Agenda mínima, urgência máxima

O setor de prestação de serviços é o que mais emprega no Brasil. São mais de 11 milhões de brasileiros trabalhando com carteira assinada, de acordo com dados do Instituto Brasileiro de Geografia Estatística (IBGE). O segmento responde por 64% do Produto Interno Bruto do país e, em 2007, foi responsável pela geração de 500 mil novos empregos formais, mais que a indústria e o comércio. Porém, é na mão-de-obra – o principal insumo do setor – que incide a maior carga de tributos.

O setor de Segurança Privada é um exemplo emblemático desse desequilíbrio: cada empregado contratado representa 80% a mais em impostos e encargos para as empresas de segurança. A diminuição desse custo aumentaria a competitividade das prestadoras de serviços e, também, estimularia a contratação de novos trabalhadores com carteira assinada. Existe, atualmente, no Brasil cerca de 13,8 milhões de trabalhadores na informalidade, grande parte deles nos vários ramos do setor de prestação de serviços.
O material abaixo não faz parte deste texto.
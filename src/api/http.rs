//! reqwest implementation of [`AgroApi`]

use super::AgroApi;
use crate::utils::config::ApiConfig;
use agrovision_core::{
    ChatRequest, ChatResponse, CropFormState, Error, HealthStatus, ImageUpload, Result,
};
use agrovision_core::types::decode_envelope;
use async_trait::async_trait;
use reqwest::multipart::{Form, Part};
use reqwest::{Client, Response};
use serde::de::DeserializeOwned;
use serde_json::Value;
use std::time::Duration;
use tracing::{debug, instrument};

/// HTTP client bound to one backend origin.
#[derive(Debug, Clone)]
pub struct HttpAgroApi {
    client: Client,
    base_url: String,
}

impl HttpAgroApi {
    /// Client for `base_url` with no request timeout.
    pub fn new(base_url: impl Into<String>) -> Self {
        Self {
            client: Client::new(),
            base_url: base_url.into().trim_end_matches('/').to_string(),
        }
    }

    /// Client built from the `[api]` section of the configuration.
    pub fn from_config(config: &ApiConfig) -> crate::types::Result<Self> {
        let mut builder = Client::builder().user_agent(concat!("agrovision/", env!("CARGO_PKG_VERSION")));
        if let Some(secs) = config.timeout_secs {
            builder = builder.timeout(Duration::from_secs(secs));
        }
        Ok(Self {
            client: builder.build()?,
            base_url: config.base_url.trim_end_matches('/').to_string(),
        })
    }

    /// Origin requests are sent to.
    pub fn base_url(&self) -> &str {
        &self.base_url
    }

    fn url(&self, path: &str) -> String {
        format!("{}{}", self.base_url, path)
    }
}

fn transport(e: reqwest::Error) -> Error {
    Error::Transport(e.to_string())
}

async fn read_json<T: DeserializeOwned>(resp: Response) -> Result<T> {
    let status = resp.status();
    if !status.is_success() {
        debug!(%status, "Backend returned an error status");
        return Err(Error::Status(status.as_u16()));
    }
    resp.json::<T>()
        .await
        .map_err(|e| Error::Decode(e.to_string()))
}

#[async_trait]
impl AgroApi for HttpAgroApi {
    #[instrument(skip(self, form), fields(base = %self.base_url))]
    async fn predict_crop(&self, form: &CropFormState) -> Result<Value> {
        let resp = self
            .client
            .post(self.url("/api/predict-crop"))
            .json(form)
            .send()
            .await
            .map_err(transport)?;
        read_json(resp).await
    }

    #[instrument(skip(self, image), fields(base = %self.base_url, file = %image.file_name))]
    async fn predict_disease(&self, image: &ImageUpload) -> Result<Value> {
        let part = Part::bytes(image.bytes.clone())
            .file_name(image.file_name.clone())
            .mime_str(image.content_type)
            .map_err(transport)?;
        let resp = self
            .client
            .post(self.url("/api/predict-disease"))
            .multipart(Form::new().part("file", part))
            .send()
            .await
            .map_err(transport)?;
        read_json(resp).await
    }

    #[instrument(skip(self, request), fields(base = %self.base_url))]
    async fn chat(&self, request: &ChatRequest) -> Result<ChatResponse> {
        let resp = self
            .client
            .post(self.url("/api/chat"))
            .json(request)
            .send()
            .await
            .map_err(transport)?;
        let raw: Value = read_json(resp).await?;
        decode_envelope(&raw)
    }

    async fn health(&self) -> Result<HealthStatus> {
        let resp = self
            .client
            .get(self.url("/healthz"))
            .send()
            .await
            .map_err(transport)?;
        read_json(resp).await
    }
}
Desonerar a folha de pagamento tem sido uma das reivindicações históricas da CEBRASSE – Central Brasileira do Setor de Serviços –, entidade que representa mais de mil empresários e 8 milhões de empregados, reunidos em mais de 80 federações, sindicatos, associações, institutos e conselhos de classes do setor de prestação de serviços, em todo o território nacional. Recentemente, o governo acenou com uma proposta que vem de encontro a essa expectativa do setor, mas precisa ser amplamente conhecida e analisada em profundidade. Queremos saber se virá de fato corresponder às expectativas do setor.

Uma agenda esboçada pelo ministro Extraordinário do Núcleo de Assuntos Estratégicos do Governo, Roberto Mangabeira Unger, no documento "Diretrizes a respeito da reconstrução das relações entre o trabalho e capital no Brasil", contém algumas propostas de alteração da legislação previdenciária e trabalhista. Anunciado às vésperas do Dia do Trabalhador, após oito meses de discussões, o pacote prevê a redução da contribuição patronal à Previdência e promete mudanças radicais nas relações entre empresas e trabalhadores. Precisamos de mais, porém já é um bom começo.

Se implementada, a medida certamente contribuirá para aumentar a competitividade das empresas – que hoje arcam com mais de 30% de impostos sobre os salários de seus empregados – e estabelecerá um novo paradigma: deixa de cobrar muito de poucos, como o faz atualmente, para cobrar menos de muitos. Dessa forma, o governo estimulará quem contrata mais, cobrando menos imposto. Estudos adotados pelo Ministério da Previdência Social correlacionam a redução da contribuição sobre a folha de pagamento, que atualmente é de 20%, a expansão da formalização do mercado de trabalho, ampliando-se, assim, a base de contribuição.

Essa mudança é altamente positiva para os prestadores de serviços. A idéia, porém, precisa ser vista com reservas, porque em nenhum trecho de seu extenso arrazoado, Mangabeira Unger deixa claro como pretende colocar a proposta em prática. Se não for mais um daqueles planos mirabolantes que costumam ser anunciados com pompa e circunstância pelos governantes, às vésperas de alguma efeméride – como é o caso, o 1º de maio –, e que depois se perdem nos labirintos do esquecimento, a proposta pode abrir uma nova perspectiva no mercado do trabalho. Só a intenção não é suficiente.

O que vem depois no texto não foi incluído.